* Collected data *
= = = = = = =

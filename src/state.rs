//! Application state shared across request handlers.

use crate::cache::{CacheGateway, CacheStore, Clock, Coalescer, RefreshSchedule};
use crate::config::Config;
use crate::upstream::UpstreamFetcher;
use chrono::{DateTime, Utc};
use std::sync::Arc;
use std::time::Duration;

#[derive(Clone)]
pub struct AppState {
    pub gateway: Arc<CacheGateway>,
    pub started_at: DateTime<Utc>,
}

impl AppState {
    /// Wire the store, coalescer and gateway around one fetcher.
    pub fn new(
        config: &Config,
        schedule: RefreshSchedule,
        fetcher: Arc<dyn UpstreamFetcher>,
        clock: Arc<dyn Clock>,
    ) -> Self {
        let store = Arc::new(CacheStore::new(config.refresh_timezone));
        let coalescer = Coalescer::new(
            store.clone(),
            fetcher,
            clock.clone(),
            config.upstream_timeout,
        );
        let gateway = CacheGateway::new(
            store,
            coalescer,
            schedule,
            config.refresh_mode,
            config.refresh_failure_cooldown,
            clock.clone(),
        );

        Self::from_gateway(Arc::new(gateway), clock.now())
    }

    pub fn from_gateway(gateway: Arc<CacheGateway>, started_at: DateTime<Utc>) -> Self {
        Self {
            gateway,
            started_at,
        }
    }

    pub fn uptime(&self, now: DateTime<Utc>) -> Duration {
        (now - self.started_at).to_std().unwrap_or_default()
    }
}
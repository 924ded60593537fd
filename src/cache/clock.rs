//! Time source for the cache components.

use chrono::{DateTime, Utc};

/// Supplies wall-clock time. Injected so refresh decisions can be driven
/// deterministically in tests.
pub trait Clock: Send + Sync {
    fn now(&self) -> DateTime<Utc>;
}

/// The real system clock.
#[derive(Debug, Clone, Copy, Default)]
pub struct SystemClock;

impl Clock for SystemClock {
    fn now(&self) -> DateTime<Utc> {
        Utc::now()
    }
}
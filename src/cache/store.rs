//! Process-wide holder for the last successfully fetched upstream payload.
//!
//! The entry is swapped as a whole through a `watch` channel, so readers get a
//! consistent `Arc<CacheEntry>` without ever waiting on a refresh. There is no
//! way to clear the store: a failed refresh simply never reaches it.

use chrono::{DateTime, SecondsFormat, Timelike, Utc};
use chrono_tz::Tz;
use serde_json::Value;
use std::sync::Arc;
use tokio::sync::watch;
use tracing::debug;

/// Key added to object payloads recording when they were stored.
pub const CACHED_AT_KEY: &str = "cachedAt";

/// Immutable view of the cache state.
///
/// `payload`, `fetched_at` and a non-zero `call_count` are either all present
/// or all absent.
#[derive(Debug, Clone, Default, PartialEq)]
pub struct CacheEntry {
    pub payload: Option<Arc<Value>>,
    pub fetched_at: Option<DateTime<Utc>>,
    pub call_count: u64,
    /// Hour of day, in the store's time zone, of the last successful refresh.
    pub last_refresh_hour: Option<u8>,
}

impl CacheEntry {
    pub fn has_payload(&self) -> bool {
        self.payload.is_some()
    }

    /// Age of the payload at `now`, or `None` if nothing was ever fetched.
    /// Clamped at zero when the clock moved backwards.
    pub fn age(&self, now: DateTime<Utc>) -> Option<chrono::Duration> {
        self.fetched_at
            .map(|at| (now - at).max(chrono::Duration::zero()))
    }
}

pub struct CacheStore {
    rx: watch::Receiver<Arc<CacheEntry>>,
    tx: watch::Sender<Arc<CacheEntry>>,
    timezone: Tz,
}

impl CacheStore {
    /// Create an empty store. `timezone` decides what "hour of day" means for
    /// `last_refresh_hour`.
    pub fn new(timezone: Tz) -> Self {
        let (tx, rx) = watch::channel(Arc::new(CacheEntry::default()));
        Self { rx, tx, timezone }
    }

    pub fn timezone(&self) -> Tz {
        self.timezone
    }

    /// Current entry. Never blocks on a refresh.
    pub fn snapshot(&self) -> Arc<CacheEntry> {
        self.rx.borrow().clone()
    }

    /// Store a freshly fetched payload as of `now` and return the new entry.
    pub fn update(&self, payload: Value, now: DateTime<Utc>) -> Arc<CacheEntry> {
        let hour = now.with_timezone(&self.timezone).hour() as u8;
        let payload = Arc::new(stamp_cached_at(payload, now));

        let mut stored = None;
        self.tx.send_modify(|current| {
            let next = Arc::new(CacheEntry {
                payload: Some(payload),
                fetched_at: Some(now),
                call_count: current.call_count + 1,
                last_refresh_hour: Some(hour),
            });
            *current = Arc::clone(&next);
            stored = Some(next);
        });

        let stored = stored.unwrap_or_else(|| self.snapshot());
        debug!(
            call_count = stored.call_count,
            hour,
            "cache entry replaced"
        );
        stored
    }
}

/// Record the store time on object payloads; other JSON shapes pass through.
fn stamp_cached_at(payload: Value, now: DateTime<Utc>) -> Value {
    match payload {
        Value::Object(mut map) => {
            map.insert(
                CACHED_AT_KEY.to_owned(),
                Value::String(now.to_rfc3339_opts(SecondsFormat::Millis, true)),
            );
            Value::Object(map)
        }
        other => other,
    }
}
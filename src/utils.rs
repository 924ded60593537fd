use std::time::Duration;

/// Format a `Duration` for log fields with automatic unit scaling, e.g.
/// `1.94ms` or `2.34s`.
pub fn fmt_duration(d: Duration) -> String {
    format!("{d:.2?}")
}
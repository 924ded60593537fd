//! Upstream data source: the seam the cache fetches through, plus the
//! concrete client for the public-holiday endpoint.

pub mod errors;
pub mod holiday;
pub mod json;

pub use errors::UpstreamError;
pub use holiday::{HolidayApi, HolidayApiConfig};

use async_trait::async_trait;
use serde_json::Value;

/// Performs one complete upstream fetch.
///
/// Implementations do not retry; a failure is reported once and the cache
/// keeps serving whatever it already has.
#[async_trait]
pub trait UpstreamFetcher: Send + Sync {
    async fn fetch(&self) -> Result<Value, UpstreamError>;
}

= = = = = = =

* Task statement *
Show the lines above that have the word "SystemClock".

* Reply to the task *
pub struct SystemClock;
impl Clock for SystemClock {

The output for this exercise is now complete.